During every political election, the topic of welfare is bound to come up. The dangers of welfare, some candidates say, is that it goes to people who don’t need it, making programs like food stamps and Medicaid wasteful and requiring high scrutiny. While social welfare gets caught in the crossfire, there’s another form of welfare that comes out of each election unharmed: corporate welfare.
Corporate welfare is any financial benefit granted to a specific business or class of businesses that is not generally available to all businesses or taxpayers.[1] Unlike the need-based requirement tethered to social welfare, corporate welfare mostly goes to companies with large profits.[2] The goal of corporate welfare is to encourage these large companies to stimulate economic activity and provide for job creation; but the funds are often distributed with no strings attached, and benefits may never materialize.[3] The fear of no return on investment from feeding hungry children or providing elderly citizens with crucial medical services fuels political rhetoric against social welfare. Fortunately for billion-dollar corporations, freeloading off the taxpayer is not a concern.
One form of corporate welfare is direct subsidies, which are cash payments made directly to businesses.[4] These subsidies on the federal, state, and local level flow into corporations to the tune of $100,000,000 per year.[5] Rather than these government handouts going to underfunded budding competitors, they are reserved for the wealthiest and most dominant players in their respective industries.
For major pharmaceutical companies, a huge portion of research, development, and marketing costs is covered by the National Institute of Health (NIH), a taxpayer-funded organization.[6] From 2000 until present, these companies received hundreds of billions of taxpayer dollars to develop and market lifesaving medications.[7] The public is then forced to pay exorbitant prices for the same drugs they paid to develop.[8]
The government assisting with the development of medications seems logical, but is the money always being spent that way? Not necessarily.

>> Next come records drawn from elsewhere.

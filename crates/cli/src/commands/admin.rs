//! Admin user management commands.
//!
//! # Usage
//!
//! ```bash
//! bazaar admin create -e admin@example.com -n "Admin Name" -p 'long-password'
//! ```
//!
//! An existing account with the same e-mail is promoted to admin and its
//! password replaced.

use bazaar_admin::services::auth::hash_password;
use bazaar_core::{Email, UserId, UserRole};
use bazaar_storefront::services::auth::MIN_PASSWORD_LENGTH;
use sqlx::PgPool;
use thiserror::Error;

use super::{MissingEnvVar, database_url};

/// Errors that can occur during admin operations.
#[derive(Debug, Error)]
pub enum AdminError {
    #[error(transparent)]
    MissingEnvVar(#[from] MissingEnvVar),

    #[error("Database error: {0}")]
    Database(#[from] sqlx::Error),

    #[error("Invalid email: {0}")]
    InvalidEmail(String),

    #[error("Name must be at least 3 characters")]
    InvalidName,

    #[error("Password must be at least {MIN_PASSWORD_LENGTH} characters")]
    WeakPassword,

    #[error("Failed to hash password")]
    PasswordHash,
}

/// Create or promote an admin user.
///
/// # Returns
///
/// The ID of the admin user.
pub async fn create_user(email: &str, name: &str, password: &str) -> Result<UserId, AdminError> {
    let email = Email::parse(email).map_err(|e| AdminError::InvalidEmail(e.to_string()))?;
    let name = name.trim();
    if name.chars().count() < 3 {
        return Err(AdminError::InvalidName);
    }
    if password.chars().count() < MIN_PASSWORD_LENGTH {
        return Err(AdminError::WeakPassword);
    }
    let password_hash = hash_password(password).map_err(|_| AdminError::PasswordHash)?;

    tracing::info!("Connecting to database...");
    let pool = bazaar_admin::db::create_pool(&database_url()?).await?;

    let user_id = upsert_admin(&pool, &email, name, &password_hash).await?;

    tracing::info!(
        "Admin user ready! ID: {}, Email: {}, Role: {}",
        user_id,
        email,
        UserRole::Admin
    );
    Ok(user_id)
}

async fn upsert_admin(
    pool: &PgPool,
    email: &Email,
    name: &str,
    password_hash: &str,
) -> Result<UserId, sqlx::Error> {
    let mut tx = pool.begin().await?;

    let user_id: UserId = sqlx::query_scalar(
        r"
        INSERT INTO users (name, email, role)
        VALUES ($1, $2, 'admin')
        ON CONFLICT ((LOWER(email)))
        DO UPDATE SET name = EXCLUDED.name, role = 'admin', updated_at = NOW()
        RETURNING id
        ",
    )
    .bind(name)
    .bind(email.as_str())
    .fetch_one(&mut *tx)
    .await?;

    sqlx::query(
        r"
        INSERT INTO user_passwords (user_id, password_hash)
        VALUES ($1, $2)
        ON CONFLICT (user_id)
        DO UPDATE SET password_hash = EXCLUDED.password_hash, updated_at = NOW()
        ",
    )
    .bind(user_id)
    .bind(password_hash)
    .execute(&mut *tx)
    .await?;

    tx.commit().await?;
    Ok(user_id)
}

Between 2003 and 2012, Pfizer spent $59,000,000,000 on stock buybacks and another $63,000,000,000 on dividend payments to shareholders.[9] During this same period, Pfizer received over $100,000,000 of taxpayer dollars from the NIH.[10] The profits made by big pharma pose the question of whether these subsidies are needed at all; the same question applies to big agriculture.
Agricultural subsidies started in the early 1930s as a lifeline to small family farms to stay afloat during times of market instability.[11] Recently, however, these subsidies have favored big agricultural corporations.[12] The design of these federal programs tends to favor large landowners,[13] leaving small local farms behind. Since 2020, agricultural subsidies have surged to at least $46,000,000,000 annually.[14] Nearly seventy-five percent of these subsidies, in 2023, went to the top ten percent of the largest landowners and wealthiest farmers.[15]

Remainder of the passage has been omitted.